Now if you've stayed with me this far and haven't skulked off to bed with a bottle of vodka diluted by a tub of Ben and Jerry's then thank you and apologies for depressing you. That was never my intention. More a realization. Realizing the magnitude and uniqueness of our new daily lives.

I came to a realization this morning while thinking of my friend because I know how she feels. I get it. My anchor broke of the chain and I'm floating aimlessly in the water. And that's okay.

GASP! SHOCK! HORROR! Yes, it's damn bloody well okay. Natural to feel lost and confused and angry and upset. I've cried, I've laughed. I've screamed. I've felt numb and empty. I'm grieving. I'm not lost. But I have lost. Lost the life I used to have. I don't have that life right now. I have to create a new one but that doesn't come without some mourning.

I recently helped my parents move home. Great timing under the current circumstances but looking through my late brothers things reminded me of when he passed. The uncertainty. How everything else that I thought mattered didn't. How over the years it's never got easier to forget he's gone but it has gotten easier to remember him without as much pain. But from these pivotal moments the only only way to way to truly move forward is to accept that life will never be the same again. And that is what I see this morning. My life will never be the same again. I don't know what is to come and what to expect but by accepting this truth I can start to heal, move forward and create a new life.

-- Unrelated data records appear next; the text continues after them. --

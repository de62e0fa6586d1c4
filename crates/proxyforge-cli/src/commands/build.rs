//! Bundle build command.

use std::path::{Path, PathBuf};

use anyhow::{Context, Result};
use tracing::info;

use super::load_bundle;
use crate::writer::{BundleWriter, JsonBundleWriter};

/// Decode the inputs and write the bundle under `build_path`.
pub fn run(inputs: &[PathBuf], build_path: &Path, resources_path: &Path) -> Result<()> {
    let bundle = load_bundle(inputs)?;

    let writer = JsonBundleWriter::new(build_path, resources_path);
    writer
        .write(&bundle)
        .with_context(|| format!("Failed to write bundle to {}", writer.root().display()))?;

    info!(
        path = %writer.root().display(),
        proxy_endpoints = bundle.proxy_endpoints.len(),
        target_endpoints = bundle.target_endpoints.len(),
        policies = bundle.policies.len(),
        resources = bundle.resources.len(),
        "bundle written"
    );
    println!("Bundle written to {}", writer.root().display());
    Ok(())
}
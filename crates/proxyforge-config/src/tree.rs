//! Generic tree primitives over a parsed KDL document.
//!
//! A node name is the block kind, positional string arguments are the block's
//! labels, and the children block is its object value.

use kdl::{KdlDocument, KdlEntry, KdlNode, KdlValue};

/// Child nodes of `body` whose name is `key`, in declaration order.
pub fn children<'d>(body: &'d KdlDocument, key: &str) -> impl Iterator<Item = &'d KdlNode> {
    body.nodes().iter().filter(move |n| n.name().value() == key)
}

/// First child node of `body` named `key`.
pub fn first_child<'d>(body: &'d KdlDocument, key: &str) -> Option<&'d KdlNode> {
    children(body, key).next()
}

/// Positional (unnamed) entries of a node.
pub fn arguments(node: &KdlNode) -> impl Iterator<Item = &KdlEntry> {
    node.entries().iter().filter(|e| e.name().is_none())
}

/// The `index`-th label of a block, if it is a string.
pub fn label(node: &KdlNode, index: usize) -> Option<&str> {
    arguments(node).nth(index).and_then(|e| e.value().as_string())
}

/// Text of a scalar entry as it should appear in the bundle.
///
/// Numbers keep their source spelling so `1.50` stays `1.50`. Booleans render
/// as `true`/`false`. Null has no text.
pub fn literal_text(entry: &KdlEntry) -> Option<String> {
    match entry.value() {
        KdlValue::String(s) => Some(s.clone()),
        KdlValue::Bool(b) => Some(b.to_string()),
        KdlValue::Integer(_) | KdlValue::Float(_) => Some(
            entry
                .format()
                .map(|f| f.value_repr.trim().to_string())
                .filter(|repr| !repr.is_empty())
                .unwrap_or_else(|| entry.value().to_string()),
        ),
        _ => None,
    }
}
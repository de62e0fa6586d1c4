//! Traffic management policies: Quota and Spike Arrest.

use serde::{Deserialize, Serialize};

use crate::fragment::ValueRef;

#[derive(Debug, Clone, PartialEq, Eq, Default, Serialize, Deserialize)]
pub struct Quota {
    /// `calendar`, `rollingwindow` or `flexi`.
    pub quota_type: Option<String>,
    pub allows: Vec<QuotaAllow>,
    pub interval: Option<ValueRef>,
    pub time_unit: Option<ValueRef>,
    pub start_time: Option<String>,
    pub distributed: bool,
    pub synchronous: bool,
    pub asynchronous_configuration: Option<AsyncConfiguration>,
    pub identifier: Option<String>,
    pub message_weight: Option<String>,
}

#[derive(Debug, Clone, PartialEq, Eq, Default, Serialize, Deserialize)]
pub struct QuotaAllow {
    pub count: Option<i64>,
    pub count_ref: Option<String>,
    pub classes: Vec<QuotaClass>,
}

/// Per-class overrides selected by a flow variable.
#[derive(Debug, Clone, PartialEq, Eq, Default, Serialize, Deserialize)]
pub struct QuotaClass {
    pub reference: Option<String>,
    pub allows: Vec<QuotaClassAllow>,
}

#[derive(Debug, Clone, PartialEq, Eq, Default, Serialize, Deserialize)]
pub struct QuotaClassAllow {
    pub class: Option<String>,
    pub count: Option<i64>,
}

#[derive(Debug, Clone, PartialEq, Eq, Default, Serialize, Deserialize)]
pub struct AsyncConfiguration {
    pub sync_interval_in_seconds: Option<i64>,
    pub sync_message_count: Option<i64>,
}

/// Smooths traffic bursts.
#[derive(Debug, Clone, PartialEq, Eq, Default, Serialize, Deserialize)]
pub struct SpikeArrest {
    pub identifier: Option<String>,
    pub message_weight: Option<String>,
    /// Rate such as `30ps` or `12pm`.
    pub rate: Option<ValueRef>,
}
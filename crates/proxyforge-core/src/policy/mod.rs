//! Policy definitions.
//!
//! Every policy shares a common header ([`Policy`]) and carries exactly one
//! kind-specific payload ([`PolicyKind`]). The set of kinds is closed; the
//! DSL name of each kind is given by [`PolicyType`].

pub mod analytics;
pub mod cache;
pub mod callout;
pub mod extract;
pub mod fault;
pub mod message;
pub mod script;
pub mod traffic;

use derive_more::Display;
use serde::{Deserialize, Serialize};

use crate::resource::Resource;

pub use analytics::{
    Statistic, StatisticType, StatisticsCollector, TreatAsArrayPath, VerifyApiKey, XmlToJson,
    XmlToJsonConversion, XmlToJsonOptions,
};
pub use cache::{CacheKey, Expiry, ResponseCache};
pub use callout::{CalloutRequest, CalloutTarget, ServiceCallout};
pub use extract::{
    ExtractSource, ExtractVariables, JsonPayload, JsonVariable, NamedPatterns, Pattern, UriPath,
    XmlNamespace, XmlPayload, XmlVariable,
};
pub use fault::{FaultCopy, FaultRemove, FaultResponse, FaultSet, RaiseFault};
pub use message::{
    AssignMessage, AssignTo, AssignVariable, MessageAdd, MessageCopy, MessageRemove, MessageSet,
    Payload,
};
pub use script::{JavaScript, Script};
pub use traffic::{
    AsyncConfiguration, Quota, QuotaAllow, QuotaClass, QuotaClassAllow, SpikeArrest,
};

/// A policy attached to flows by name.
#[derive(Debug, Clone, PartialEq, Eq, Serialize, Deserialize)]
pub struct Policy {
    /// Internal name referenced by flow steps.
    pub name: String,
    pub display_name: Option<String>,
    pub enabled: bool,
    pub continue_on_error: bool,
    pub r#async: bool,
    pub kind: PolicyKind,
}

impl Policy {
    /// Create a policy with the default header: enabled, synchronous, fail on error.
    pub fn new(name: impl Into<String>, kind: PolicyKind) -> Self {
        Self {
            name: name.into(),
            display_name: None,
            enabled: true,
            continue_on_error: false,
            r#async: false,
            kind,
        }
    }

    pub fn policy_type(&self) -> PolicyType {
        self.kind.policy_type()
    }

    /// The embedded resource file carried by this policy, if any.
    ///
    /// Only script policies with both a resource URL and inline content have one.
    pub fn resource(&self) -> Option<Resource> {
        let (url, content) = match &self.kind {
            PolicyKind::Script(s) => (&s.resource_url, s.content.as_ref()),
            PolicyKind::JavaScript(js) => (&js.resource_url, js.content.as_ref()),
            _ => return None,
        };

        match content {
            Some(content) if !url.is_empty() && !content.is_empty() => {
                Some(Resource::new(url.clone(), content.clone()))
            }
            _ => None,
        }
    }
}

#[derive(Debug, Clone, PartialEq, Eq, Serialize, Deserialize)]
#[serde(tag = "type", rename_all = "snake_case")]
pub enum PolicyKind {
    AssignMessage(AssignMessage),
    ExtractVariables(ExtractVariables),
    Script(Script),
    #[serde(rename = "javascript")]
    JavaScript(JavaScript),
    Quota(Quota),
    SpikeArrest(SpikeArrest),
    ResponseCache(ResponseCache),
    RaiseFault(RaiseFault),
    ServiceCallout(ServiceCallout),
    VerifyApiKey(VerifyApiKey),
    StatisticsCollector(StatisticsCollector),
    XmlToJson(XmlToJson),
}

impl PolicyKind {
    pub fn policy_type(&self) -> PolicyType {
        match self {
            PolicyKind::AssignMessage(_) => PolicyType::AssignMessage,
            PolicyKind::ExtractVariables(_) => PolicyType::ExtractVariables,
            PolicyKind::Script(_) => PolicyType::Script,
            PolicyKind::JavaScript(_) => PolicyType::JavaScript,
            PolicyKind::Quota(_) => PolicyType::Quota,
            PolicyKind::SpikeArrest(_) => PolicyType::SpikeArrest,
            PolicyKind::ResponseCache(_) => PolicyType::ResponseCache,
            PolicyKind::RaiseFault(_) => PolicyType::RaiseFault,
            PolicyKind::ServiceCallout(_) => PolicyType::ServiceCallout,
            PolicyKind::VerifyApiKey(_) => PolicyType::VerifyApiKey,
            PolicyKind::StatisticsCollector(_) => PolicyType::StatisticsCollector,
            PolicyKind::XmlToJson(_) => PolicyType::XmlToJson,
        }
    }
}

/// The DSL name of each policy kind, as written in `policy "<type>" "<name>"`.
#[derive(Debug, Clone, Copy, PartialEq, Eq, Hash, Serialize, Deserialize, Display)]
#[serde(rename_all = "snake_case")]
pub enum PolicyType {
    #[display("assign_message")]
    AssignMessage,
    #[display("extract_variables")]
    ExtractVariables,
    #[display("script")]
    Script,
    #[display("javascript")]
    #[serde(rename = "javascript")]
    JavaScript,
    #[display("quota")]
    Quota,
    #[display("spike_arrest")]
    SpikeArrest,
    #[display("response_cache")]
    ResponseCache,
    #[display("raise_fault")]
    RaiseFault,
    #[display("service_callout")]
    ServiceCallout,
    #[display("verify_api_key")]
    VerifyApiKey,
    #[display("statistics_collector")]
    StatisticsCollector,
    #[display("xml_to_json")]
    XmlToJson,
}

impl PolicyType {
    pub const ALL: [PolicyType; 12] = [
        PolicyType::AssignMessage,
        PolicyType::ExtractVariables,
        PolicyType::Script,
        PolicyType::JavaScript,
        PolicyType::Quota,
        PolicyType::SpikeArrest,
        PolicyType::ResponseCache,
        PolicyType::RaiseFault,
        PolicyType::ServiceCallout,
        PolicyType::VerifyApiKey,
        PolicyType::StatisticsCollector,
        PolicyType::XmlToJson,
    ];

    /// Look up a policy type by its DSL name.
    pub fn from_name(name: &str) -> Option<Self> {
        Self::ALL.into_iter().find(|t| t.to_string() == name)
    }
}
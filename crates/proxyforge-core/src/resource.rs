//! Embedded resource files.

use serde::{Deserialize, Serialize};

/// An inline file carried by a policy, keyed by a `scheme://path` URL where the
/// scheme names the scripting language (`jsc`, `py`, `xsl`, ...).
#[derive(Debug, Clone, PartialEq, Eq, Serialize, Deserialize)]
pub struct Resource {
    pub url: String,
    pub content: String,
}

impl Resource {
    pub fn new(url: impl Into<String>, content: impl Into<String>) -> Self {
        Self {
            url: url.into(),
            content: content.into(),
        }
    }
}

/// Split a resource URL into its scheme and path.
///
/// Returns `None` unless both parts are non-empty.
pub fn split_resource_url(url: &str) -> Option<(&str, &str)> {
    let (scheme, path) = url.split_once("://")?;
    if scheme.is_empty() || path.is_empty() {
        return None;
    }
    Some((scheme, path))
}
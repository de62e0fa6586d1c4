//! Core domain types for proxyforge API proxy bundles.
//!
//! This crate contains:
//! - The bundle aggregate and proxy descriptor
//! - Proxy and target endpoint definitions
//! - Flows, fault rules and steps
//! - Shared fragments (properties, headers, parameters)
//! - The closed set of policy kinds
//! - Embedded resources

pub mod bundle;
pub mod endpoint;
pub mod error;
pub mod flow;
pub mod fragment;
pub mod policy;
pub mod resource;

pub use bundle::{Bundle, Proxy};
pub use error::{BundleError, Result};
pub use policy::{Policy, PolicyKind, PolicyType};
pub use resource::Resource;
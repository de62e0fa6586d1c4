//! Raise Fault policy.

use serde::{Deserialize, Serialize};

use super::message::Payload;
use crate::fragment::Header;

#[derive(Debug, Clone, PartialEq, Eq, Serialize, Deserialize)]
pub struct RaiseFault {
    pub fault_response: Option<FaultResponse>,
    /// Defaults to true when not configured.
    pub ignore_unresolved_variables: bool,
}

/// The error response returned to the client.
#[derive(Debug, Clone, PartialEq, Eq, Default, Serialize, Deserialize)]
pub struct FaultResponse {
    pub copy: Option<FaultCopy>,
    pub remove: Option<FaultRemove>,
    pub set: Option<FaultSet>,
}

#[derive(Debug, Clone, PartialEq, Eq, Default, Serialize, Deserialize)]
pub struct FaultCopy {
    pub source: Option<String>,
    pub headers: Vec<Header>,
    pub status_code: bool,
    pub reason_phrase: bool,
}

#[derive(Debug, Clone, PartialEq, Eq, Default, Serialize, Deserialize)]
pub struct FaultRemove {
    pub headers: Vec<Header>,
}

#[derive(Debug, Clone, PartialEq, Eq, Default, Serialize, Deserialize)]
pub struct FaultSet {
    pub headers: Vec<Header>,
    pub payload: Option<Payload>,
    pub status_code: Option<i64>,
    pub reason_phrase: Option<String>,
}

I feel for those suffering unexpected loss just now. Whether it be family, friends, acquaintances, work, careers, or livelihoods. We're all experiencing pain and loss. We must grieve and for that I'm truly sorry. But know that one day you will be okay again. Then better. Then great. Be patient, give yourself time and love. Do what feels right. No-one and I repeat NO-ONE knows how to behave or get through this time. We're all guessing as it's a new and unknown territory. So try, fail, succeed and enjoy the puzzle while you can. Focus on today and each day at a time. find a new routine for your new life whatever it may be. And know that it's okay to feel what you feel. I don't give you that permission. You do.